Genetic diversity and population structure analysis of a diverse panel of pea (Pisum sativum)

Abstract

Breeding resilient cultivars with increased tolerance to environmental stress and enhanced resistance to pests and diseases demands pre-breeding efforts that include understanding genetic diversity. This study aimed to evaluate the genetic diversity and population structure of 265 pea accessions. The diversity arrays technology (DArT) genotyping method was employed to identify single-nucleotide polymorphisms (SNPs) and silico markers. After stringent filtering, 6966 SNP and 8,454 silico markers were selected for diversity analysis. Genetic diversity was estimated by grouping accessions based on plant material type, geographic origin, growth habit, and seed color. Generally, diversity estimations obtained using SNPs were similar to those estimated using silico markers. The polymorphism information content (PIC) of the SNP markers ranged from 0.0 to 0.5, with a quarter of them displaying PIC values exceeding 0.4, making them highly informative.
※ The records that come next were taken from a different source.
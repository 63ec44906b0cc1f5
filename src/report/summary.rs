//! Descriptive statistics for the transformed listings

use std::collections::BTreeMap;

use chrono::NaiveDate;
use comfy_table::{presets::UTF8_FULL_CONDENSED, Attribute, Cell, CellAlignment, Table};
use console::style;
use rayon::prelude::*;

use crate::pipeline::stats::{mean, quantile_sorted, sample_std, sorted_present};
use crate::pipeline::{
    analyze_missing_values, get_columns_above_threshold, CategoricalColumn, DateColumn,
    EnrichedListing, NumericColumn, ParseFailures,
};

/// Levels shown per categorical column before the remainder is folded
pub const MAX_LEVELS_SHOWN: usize = 10;

/// Missing ratio above which a column is called out under the tables
pub const HIGH_MISSING_RATIO: f64 = 0.3;

#[derive(Debug, Clone, PartialEq)]
pub struct NumericSummary {
    pub name: &'static str,
    pub count: usize,
    pub missing: usize,
    pub unparsed: usize,
    pub mean: Option<f64>,
    pub std: Option<f64>,
    pub min: Option<f64>,
    pub q1: Option<f64>,
    pub median: Option<f64>,
    pub q3: Option<f64>,
    pub max: Option<f64>,
}

#[derive(Debug, Clone, PartialEq)]
pub struct LevelSummary {
    pub name: &'static str,
    pub count: usize,
    pub missing: usize,
    pub unparsed: usize,
    /// Meaning of the null count, shown next to it when not `missing`
    pub null_label: &'static str,
    /// (level, count), most frequent first, ties by level
    pub levels: Vec<(String, usize)>,
}

#[derive(Debug, Clone, PartialEq)]
pub struct DateSummary {
    pub name: &'static str,
    pub count: usize,
    pub missing: usize,
    pub unparsed: usize,
    pub min: Option<NaiveDate>,
    pub max: Option<NaiveDate>,
}

/// Summary of every reported column.
///
/// `id`, raw `amenities` and raw `bathrooms_text` are not reported.
#[derive(Debug, Clone, PartialEq)]
pub struct SummaryReport {
    pub rows: usize,
    pub dates: Vec<DateSummary>,
    pub numeric: Vec<NumericSummary>,
    pub categorical: Vec<LevelSummary>,
    pub missing_ratios: Vec<(String, f64)>,
    pub review_cutoff: Option<f64>,
    pub total_unparsed: usize,
}

pub fn describe(
    rows: &[EnrichedListing],
    failures: &ParseFailures,
    review_cutoff: Option<f64>,
) -> SummaryReport {
    // collect() on an indexed parallel iterator preserves column order
    let numeric: Vec<NumericSummary> = NumericColumn::ALL
        .as_slice()
        .par_iter()
        .map(|column| describe_numeric(*column, rows, failures))
        .collect();

    let categorical = CategoricalColumn::ALL
        .iter()
        .map(|column| describe_levels(*column, rows, failures))
        .collect();

    let dates = DateColumn::ALL
        .iter()
        .map(|column| {
            let values: Vec<NaiveDate> = rows.iter().filter_map(|r| column.value(r)).collect();
            DateSummary {
                name: column.name(),
                count: values.len(),
                missing: rows.len() - values.len(),
                unparsed: failures.get(column.name()),
                min: values.iter().min().copied(),
                max: values.iter().max().copied(),
            }
        })
        .collect();

    SummaryReport {
        rows: rows.len(),
        dates,
        numeric,
        categorical,
        missing_ratios: analyze_missing_values(rows),
        review_cutoff,
        total_unparsed: failures.total(),
    }
}

fn describe_numeric(
    column: NumericColumn,
    rows: &[EnrichedListing],
    failures: &ParseFailures,
) -> NumericSummary {
    let sorted = sorted_present(&column.values(rows));
    NumericSummary {
        name: column.name(),
        count: sorted.len(),
        missing: rows.len() - sorted.len(),
        unparsed: failures.get(column.name()),
        mean: mean(&sorted),
        std: sample_std(&sorted),
        min: sorted.first().copied(),
        q1: quantile_sorted(&sorted, 0.25),
        median: quantile_sorted(&sorted, 0.5),
        q3: quantile_sorted(&sorted, 0.75),
        max: sorted.last().copied(),
    }
}

fn describe_levels(
    column: CategoricalColumn,
    rows: &[EnrichedListing],
    failures: &ParseFailures,
) -> LevelSummary {
    let mut counts: BTreeMap<String, usize> = BTreeMap::new();
    let mut missing = 0;
    for row in rows {
        match column.value(row) {
            Some(level) => *counts.entry(level).or_insert(0) += 1,
            None => missing += 1,
        }
    }

    let mut levels: Vec<(String, usize)> = counts.into_iter().collect();
    // BTreeMap order breaks ties by level name
    levels.sort_by(|a, b| b.1.cmp(&a.1));

    LevelSummary {
        name: column.name(),
        count: rows.len() - missing,
        missing,
        unparsed: failures.get(column.name()),
        null_label: column.null_label(),
        levels,
    }
}

impl SummaryReport {
    /// Plain-text rendering. Pure function of the report, so identical input
    /// yields identical bytes on a terminal and in a pipe.
    pub fn render(&self) -> String {
        let mut out = String::new();

        out.push_str(&format!("Listings: {}\n", self.rows));
        out.push_str(&format!(
            "Review cutoff (five-number summary, position 3): {}\n",
            fmt_opt(self.review_cutoff)
        ));
        out.push_str(&format!("Unparsed cells set to null: {}\n\n", self.total_unparsed));

        let mut numeric = plain_table();
        numeric.set_header(header(&[
            "Column", "N", "Missing", "Unparsed", "Mean", "Std", "Min", "Q1", "Median", "Q3",
            "Max",
        ]));
        for s in &self.numeric {
            numeric.add_row(vec![
                Cell::new(s.name),
                num_cell(s.count.to_string()),
                num_cell(s.missing.to_string()),
                num_cell(s.unparsed.to_string()),
                num_cell(fmt_opt(s.mean)),
                num_cell(fmt_opt(s.std)),
                num_cell(fmt_opt(s.min)),
                num_cell(fmt_opt(s.q1)),
                num_cell(fmt_opt(s.median)),
                num_cell(fmt_opt(s.q3)),
                num_cell(fmt_opt(s.max)),
            ]);
        }
        out.push_str(&numeric.to_string());
        out.push_str("\n\n");

        let mut dates = plain_table();
        dates.set_header(header(&["Column", "N", "Missing", "Unparsed", "Earliest", "Latest"]));
        for s in &self.dates {
            dates.add_row(vec![
                Cell::new(s.name),
                num_cell(s.count.to_string()),
                num_cell(s.missing.to_string()),
                num_cell(s.unparsed.to_string()),
                Cell::new(s.min.map(|d| d.to_string()).unwrap_or_else(|| "NA".to_string())),
                Cell::new(s.max.map(|d| d.to_string()).unwrap_or_else(|| "NA".to_string())),
            ]);
        }
        out.push_str(&dates.to_string());
        out.push_str("\n\n");

        let mut levels = plain_table();
        levels.set_header(header(&["Column", "N", "Missing", "Unparsed", "Levels", "Counts"]));
        for s in &self.categorical {
            let mut shown: Vec<String> = s
                .levels
                .iter()
                .take(MAX_LEVELS_SHOWN)
                .map(|(level, n)| format!("{}: {}", level, n))
                .collect();
            if s.levels.len() > MAX_LEVELS_SHOWN {
                shown.push(format!("({} more)", s.levels.len() - MAX_LEVELS_SHOWN));
            }
            let nulls = if s.null_label == "missing" {
                s.missing.to_string()
            } else {
                format!("{} {}", s.missing, s.null_label)
            };
            levels.add_row(vec![
                Cell::new(s.name),
                num_cell(s.count.to_string()),
                num_cell(nulls),
                num_cell(s.unparsed.to_string()),
                num_cell(s.levels.len().to_string()),
                Cell::new(shown.join("\n")),
            ]);
        }
        out.push_str(&levels.to_string());
        out.push('\n');

        let sparse = get_columns_above_threshold(&self.missing_ratios, HIGH_MISSING_RATIO);
        if !sparse.is_empty() {
            out.push_str(&format!(
                "\nColumns with more than {:.0}% missing: {}\n",
                HIGH_MISSING_RATIO * 100.0,
                sparse.join(", ")
            ));
        }

        out
    }

    pub fn display(&self) {
        println!();
        println!(
            "    {} {}",
            style("📋").cyan(),
            style("SUMMARY STATISTICS").white().bold()
        );
        println!("    {}", style("─".repeat(50)).dim());
        println!();

        // Indent the tables
        for line in self.render().lines() {
            println!("    {}", line);
        }
    }
}

/// Condensed table with TTY detection off, so bold headers are never
/// emitted as ANSI codes and the rendering does not depend on stdout.
pub(crate) fn plain_table() -> Table {
    let mut table = Table::new();
    table.load_preset(UTF8_FULL_CONDENSED).force_no_tty();
    table
}

fn header(names: &[&str]) -> Vec<Cell> {
    names
        .iter()
        .map(|n| Cell::new(n).add_attribute(Attribute::Bold))
        .collect()
}

fn num_cell(text: String) -> Cell {
    Cell::new(text).set_alignment(CellAlignment::Right)
}

pub(crate) fn fmt_opt(value: Option<f64>) -> String {
    match value {
        Some(v) if v.is_nan() => "NaN".to_string(),
        Some(v) => format!("{:.3}", v),
        None => "NA".to_string(),
    }
}

#[cfg(test)]
mod tests {
    use super::*;
    use crate::pipeline::{Listing, ReviewCategory};

    fn row(price: Option<f64>, factor: Option<ReviewCategory>) -> EnrichedListing {
        EnrichedListing {
            listing: Listing {
                price,
                ..Default::default()
            },
            review_scores_factor: factor,
            ..Default::default()
        }
    }

    #[test]
    fn test_numeric_summary_counts_missing() {
        let rows = vec![
            row(Some(100.0), None),
            row(Some(200.0), None),
            row(None, None),
            row(Some(300.0), None),
        ];
        let report = describe(&rows, &ParseFailures::default(), None);
        let price = report.numeric.iter().find(|s| s.name == "price").unwrap();

        assert_eq!(price.count, 3);
        assert_eq!(price.missing, 1);
        assert_eq!(price.mean, Some(200.0));
        assert_eq!(price.median, Some(200.0));
        assert_eq!(price.q1, Some(150.0));
        assert_eq!(price.std, Some(100.0));
    }

    #[test]
    fn test_levels_sorted_by_frequency() {
        let rows = vec![
            row(None, Some(ReviewCategory::Bad)),
            row(None, Some(ReviewCategory::Good)),
            row(None, Some(ReviewCategory::Good)),
            row(None, None),
        ];
        let report = describe(&rows, &ParseFailures::default(), None);
        let factor = report
            .categorical
            .iter()
            .find(|s| s.name == "review_scores_factor")
            .unwrap();

        assert_eq!(factor.missing, 1);
        assert_eq!(
            factor.levels,
            vec![("good".to_string(), 2), ("bad".to_string(), 1)]
        );
    }

    #[test]
    fn test_excluded_columns_not_reported() {
        let report = describe(&[row(Some(1.0), None)], &ParseFailures::default(), None);
        let rendered = report.render();
        assert!(!rendered.contains("bathrooms_text"));
        assert!(!rendered.contains("│ amenities "));
        assert!(!rendered.contains("│ id "));
        assert!(rendered.contains("amenities_count"));
    }

    #[test]
    fn test_review_factor_nulls_reported_as_unclassified() {
        let rows = vec![
            row(None, Some(ReviewCategory::Missing)),
            row(None, Some(ReviewCategory::Good)),
            row(None, None),
            row(None, None),
        ];
        let report = describe(&rows, &ParseFailures::default(), Some(4.5));
        let factor = report
            .categorical
            .iter()
            .find(|s| s.name == "review_scores_factor")
            .unwrap();

        assert_eq!(factor.null_label, "unclassified");
        assert_eq!(factor.missing, 2);
        assert!(report.render().contains("2 unclassified"));
        assert!(!report
            .missing_ratios
            .iter()
            .any(|(name, _)| name == "review_scores_factor"));
    }

    #[test]
    fn test_render_has_no_escape_codes() {
        let rows = vec![row(Some(10.0), Some(ReviewCategory::Good))];
        let rendered = describe(&rows, &ParseFailures::default(), None).render();
        assert!(!rendered.contains('\u{1b}'));
        assert!(rendered.contains("Column"));
    }

    #[test]
    fn test_render_is_deterministic() {
        let rows = vec![row(Some(1.5), None), row(Some(2.5), Some(ReviewCategory::Missing))];
        let a = describe(&rows, &ParseFailures::default(), Some(4.7)).render();
        let b = describe(&rows, &ParseFailures::default(), Some(4.7)).render();
        assert_eq!(a, b);
    }
}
Analysis based on plant material type revealed narrow observed heterozygosity (Ho = 0.02–0.03) and expected heterozygosity (He = 0.26–0.31), with landrace accessions exhibiting the highest diversity. Geographic origin-based diversity analysis revealed Ho = 0.02–0.03 and He = 0.22 to 0.30, with European accessions showing the greatest diversity. Moreover, private alleles unique to landrace (4) and European (22) accessions were also identified, which merit further investigation for their potential association with desirable traits. The analysis of molecular variance revealed a highly significant genetic differentiation among accession groups classified by seed color, growth habit, plant material types, and geographic origin (p < 0.01). Principal coordinate analysis and neighbor-joining cluster analysis revealed weak clustering of accessions at different grouping levels. This study underscores the significance of genetic diversity in pea collections, offering valuable insights for targeted breeding and conservation efforts. By leveraging genomic data and exploring untapped genetic resources, pea breeding programs can be fortified to ensure sustainable plant protein production and address future challenges in agriculture.